Good news, coffee lovers! Multiple studies show that consuming a cup (or two) of coffee before a run or big race will not only help you go faster, but farther. So, have that cup of joe about an hour before you head out on your long run. Just keep these diet tips in mind to avoid a case of runner’s diarrhea.
One of the most cautionary warnings runners hear is: It will ruin your knees. Actually, the science disagrees. Several long-term studies show that not only is this not the case, but running can help protect joints and reduce inflammation. But if you’ve got pain behind the knee, here’s what it could mean.

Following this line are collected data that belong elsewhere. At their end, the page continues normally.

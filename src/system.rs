/// Tridiagonal system of one implicit step.
///
/// Row `i` stores the `[sub, diag, super]` coefficients of the discretized
/// equation for cell `i`: the sub entry couples to cell `i-1`, the super
/// entry to cell `i+1`, and both are zero where the cell touches a domain
/// boundary. The assembler overwrites every entry each step, so both buffers
/// are allocated once and reused for the whole run.
#[derive(Debug, Clone, PartialEq)]
pub struct TridiagonalSystem {
    /// Coefficient rows `[sub, diag, super]`.
    pub rows: Vec<[f64; 3]>,
    /// Right-hand side, one entry per row.
    pub rhs: Vec<f64>,
}

impl TridiagonalSystem {
    /// Zeroed system with `neq` equations.
    pub fn new(neq: usize) -> Self {
        Self {
            rows: vec![[0.0; 3]; neq],
            rhs: vec![0.0; neq],
        }
    }

    /// Number of equations (one per cell).
    pub fn neq(&self) -> usize {
        self.rows.len()
    }
}
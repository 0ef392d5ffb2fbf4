use log::info;
use serde::Serialize;

/// Wall-clock totals for the phases of a run, in seconds.
///
/// Owned by the simulation and threaded through it explicitly; nothing here
/// is process-wide. `time_loop` covers the whole stepping loop, `assembly`
/// and `solver` the two phases inside each step.
#[derive(Debug, Default, Clone, Serialize)]
pub struct RunTimes {
    /// Whole time-stepping loop [s].
    pub time_loop: f64,
    /// Coefficient assembly, accumulated over all steps [s].
    pub assembly: f64,
    /// Tridiagonal solves, accumulated over all steps [s].
    pub solver: f64,
}

impl RunTimes {
    /// Log the totals at info level.
    pub fn log_summary(&self) {
        info!(
            "time loop {:.3} s (assembly {:.3} s, solver {:.3} s)",
            self.time_loop, self.assembly, self.solver
        );
    }
}
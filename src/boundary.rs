use std::fmt;

/// Boundary condition applied at one end of the rod.
///
/// Exactly one condition is attached to each end and stays fixed for the
/// whole run.
#[derive(Debug, Clone, Copy, PartialEq)]
pub enum BoundaryCondition {
    /// Fixed temperature at the boundary face.
    Dirichlet { temperature: f64 },
    /// Fixed heat flux through the boundary face [W/m^2], positive leaving
    /// the domain.
    Neumann { heat_flux: f64 },
    /// Convective exchange with a fluid at `t_fluid`, film coefficient `h`
    /// [W/(m^2*K)].
    Convective { h: f64, t_fluid: f64 },
}

impl BoundaryCondition {
    /// Linearized source contribution `(sp, su)` of this condition to the
    /// boundary cell, such that the cell equation gains `-sp` on the diagonal
    /// and `su` on the right-hand side.
    ///
    /// `k_boundary` is the boundary cell's conductivity and `dx` the cell
    /// width; both enter the coupling between the face value and the cell
    /// unknown.
    pub fn linearized(&self, k_boundary: f64, dx: f64) -> (f64, f64) {
        match *self {
            BoundaryCondition::Dirichlet { temperature } => {
                // Face held at `temperature` through a half-cell conductance
                // of 2k/dx.
                let sp = -2.0 * k_boundary / dx;
                (sp, -sp * temperature)
            }
            BoundaryCondition::Neumann { heat_flux } => (0.0, -heat_flux),
            BoundaryCondition::Convective { h, t_fluid } => {
                // Film resistance 1/h in series with the conduction term
                // 2*dx/k; the coefficient saturates at k/(2*dx) for large h.
                let tmp = h / (1.0 + h * 2.0 * dx / k_boundary);
                (-tmp, tmp * t_fluid)
            }
        }
    }
}

/// Which end of the rod a boundary condition belongs to.
#[derive(Debug, Clone, Copy, PartialEq, Eq)]
pub enum Side {
    Left,
    Right,
}

impl fmt::Display for Side {
    fn fmt(&self, f: &mut fmt::Formatter<'_>) -> fmt::Result {
        match self {
            Side::Left => write!(f, "left"),
            Side::Right => write!(f, "right"),
        }
    }
}
use anyhow::{Context, Result};
use log::debug;
use std::mem;
use std::time::Instant;

use crate::assembly::assemble;
use crate::boundary::{BoundaryCondition, Side};
use crate::errors::Heat1dError;
use crate::input::Input;
use crate::material::MaterialField;
use crate::mesh::Mesh;
use crate::solver::ThomasSolver;
use crate::system::TridiagonalSystem;
use crate::timing::RunTimes;

/// Receives one temperature snapshot per emitted step.
///
/// Implemented by the results writer and, in tests, by in-memory collectors.
/// `record` is called once for the initial condition (step 0) and once per
/// committed step that survives decimation.
pub trait SnapshotSink {
    fn record(&mut self, step: u64, t: f64, u: &[f64]) -> Result<()>;
}

/// One transient conduction run.
///
/// Owns the grid, the material properties, both boundary conditions, the two
/// temperature buffers, and the scratch system/solver pair, and drives the
/// strictly sequential backward-Euler loop: assemble from the committed
/// field, solve into the spare buffer, swap, advance time. The field of step
/// `s` is therefore exactly the input of step `s + 1`, and the assembler can
/// never observe a half-written field.
#[derive(Debug)]
pub struct Simulation {
    mesh: Mesh,
    props: MaterialField,
    left: BoundaryCondition,
    right: BoundaryCondition,
    /// Time step [s].
    dt: f64,
    /// Number of steps to run.
    nstep: u64,
    /// Keep one snapshot every this many steps; step 0 is always kept.
    write_every: u64,
    /// Committed field of the latest step.
    u: Vec<f64>,
    /// Solver output buffer for the step in flight.
    u_next: Vec<f64>,
    system: TridiagonalSystem,
    solver: ThomasSolver,
    /// Elapsed simulated time [s].
    t: f64,
    /// Committed step count.
    step: u64,
    times: RunTimes,
}

impl Simulation {
    /// Build a run from its parts; `initial` is broadcast to every cell.
    ///
    /// Everything the loop relies on is validated here, so a constructed
    /// simulation cannot fail on malformed parameters later.
    pub fn new(
        mesh: Mesh,
        props: MaterialField,
        left: BoundaryCondition,
        right: BoundaryCondition,
        initial: f64,
        dt: f64,
        nstep: u64,
    ) -> Result<Self, Heat1dError> {
        if !(dt.is_finite() && dt > 0.0) {
            return Err(Heat1dError::NonPositive {
                name: "dt",
                value: dt,
            });
        }
        if !initial.is_finite() {
            return Err(Heat1dError::NonFinite {
                name: "initial temperature",
                value: initial,
            });
        }
        let n = mesh.n_cells();
        if props.n_cells() != n {
            return Err(Heat1dError::ShapeMismatch {
                what: "material properties",
                expected: n,
                got: props.n_cells(),
            });
        }

        Ok(Self {
            u: vec![initial; n],
            u_next: vec![initial; n],
            system: TridiagonalSystem::new(n),
            solver: ThomasSolver::new(n),
            mesh,
            props,
            left,
            right,
            dt,
            nstep,
            write_every: 1,
            t: 0.0,
            step: 0,
            times: RunTimes::default(),
        })
    }

    /// Build a run straight from a decoded case file.
    pub fn from_input(input: &Input) -> Result<Self, Heat1dError> {
        let mesh = Mesh::uniform(input.length, input.ndiv)?;
        let props =
            MaterialField::uniform(input.ndiv, input.prop.k, input.prop.ro, input.prop.cp)?;
        let left = input.lbc.resolve(Side::Left)?;
        let right = input.rbc.resolve(Side::Right)?;
        Simulation::new(mesh, props, left, right, input.initialt, input.dt, input.nstep)?
            .with_write_every(input.write_every_steps)
    }

    /// Keep only every `every`-th snapshot (step 0 is always kept).
    pub fn with_write_every(mut self, every: u64) -> Result<Self, Heat1dError> {
        if every == 0 {
            return Err(Heat1dError::InvalidWriteInterval { every });
        }
        self.write_every = every;
        Ok(self)
    }

    /// Replace the broadcast initial condition with a per-cell field.
    pub fn with_initial_field(mut self, field: &[f64]) -> Result<Self, Heat1dError> {
        if field.len() != self.u.len() {
            return Err(Heat1dError::ShapeMismatch {
                what: "initial temperature field",
                expected: self.u.len(),
                got: field.len(),
            });
        }
        for &value in field {
            if !value.is_finite() {
                return Err(Heat1dError::NonFinite {
                    name: "initial temperature",
                    value,
                });
            }
        }
        self.u.copy_from_slice(field);
        Ok(self)
    }

    /// Run the configured number of steps, emitting snapshots to `sink`.
    ///
    /// The current field goes out first (step 0 for a fresh run), then every
    /// committed step that lands on the decimation interval. Any solver or
    /// sink failure aborts the run immediately with the step attached.
    pub fn run(&mut self, sink: &mut dyn SnapshotSink) -> Result<()> {
        debug!(
            "running {} steps of dt = {} s over {} cells",
            self.nstep.saturating_sub(self.step),
            self.dt,
            self.mesh.n_cells()
        );
        let loop_start = Instant::now();

        sink.record(self.step, self.t, &self.u)
            .with_context(|| format!("failed to record snapshot at step {}", self.step))?;

        while self.step < self.nstep {
            self.advance()?;
            if self.step % self.write_every == 0 {
                sink.record(self.step, self.t, &self.u)
                    .with_context(|| format!("failed to record snapshot at step {}", self.step))?;
            }
        }

        self.times.time_loop += loop_start.elapsed().as_secs_f64();
        Ok(())
    }

    /// Advance one backward-Euler step and commit the result.
    pub fn advance(&mut self) -> Result<()> {
        let started = Instant::now();
        assemble(
            &mut self.system,
            &self.mesh,
            &self.props,
            &self.left,
            &self.right,
            &self.u,
            self.dt,
        );
        self.times.assembly += started.elapsed().as_secs_f64();

        let started = Instant::now();
        self.solver
            .solve_into(&self.system, &mut self.u_next)
            .with_context(|| format!("time step {}", self.step + 1))?;
        self.times.solver += started.elapsed().as_secs_f64();

        // Commit: the solver output becomes the field the next assembly
        // reads, the old field becomes the spare output buffer.
        mem::swap(&mut self.u, &mut self.u_next);
        self.step += 1;
        self.t += self.dt;
        Ok(())
    }

    /// Committed cell temperatures.
    pub fn temperatures(&self) -> &[f64] {
        &self.u
    }

    /// Elapsed simulated time [s].
    pub fn current_time(&self) -> f64 {
        self.t
    }

    /// Number of committed steps.
    pub fn steps_taken(&self) -> u64 {
        self.step
    }

    /// Grid the run was built on.
    pub fn mesh(&self) -> &Mesh {
        &self.mesh
    }

    /// Accumulated phase timings.
    pub fn times(&self) -> &RunTimes {
        &self.times
    }
}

Go for gold! Women are breaking records well into their golden years (age 65 to 80+). At 92, Harriette Thompson, became the oldest woman to finish a marathon, and in 2015, at age 70, Gunhild Swanson became the oldest woman to complete a 100-mile endurance run. In her book, Older, Faster, Stronger, Canadian author Margaret Webb, who found herself newly divorced, a smoker and overweight, took up the sport and details how some women find success in the sport later in life – even hitting their prime. Noting that it’s never too late to start and that it can keep women physically fit and mentally astute. According to Jillian Michaels, your age has nothing to do with how fit you are!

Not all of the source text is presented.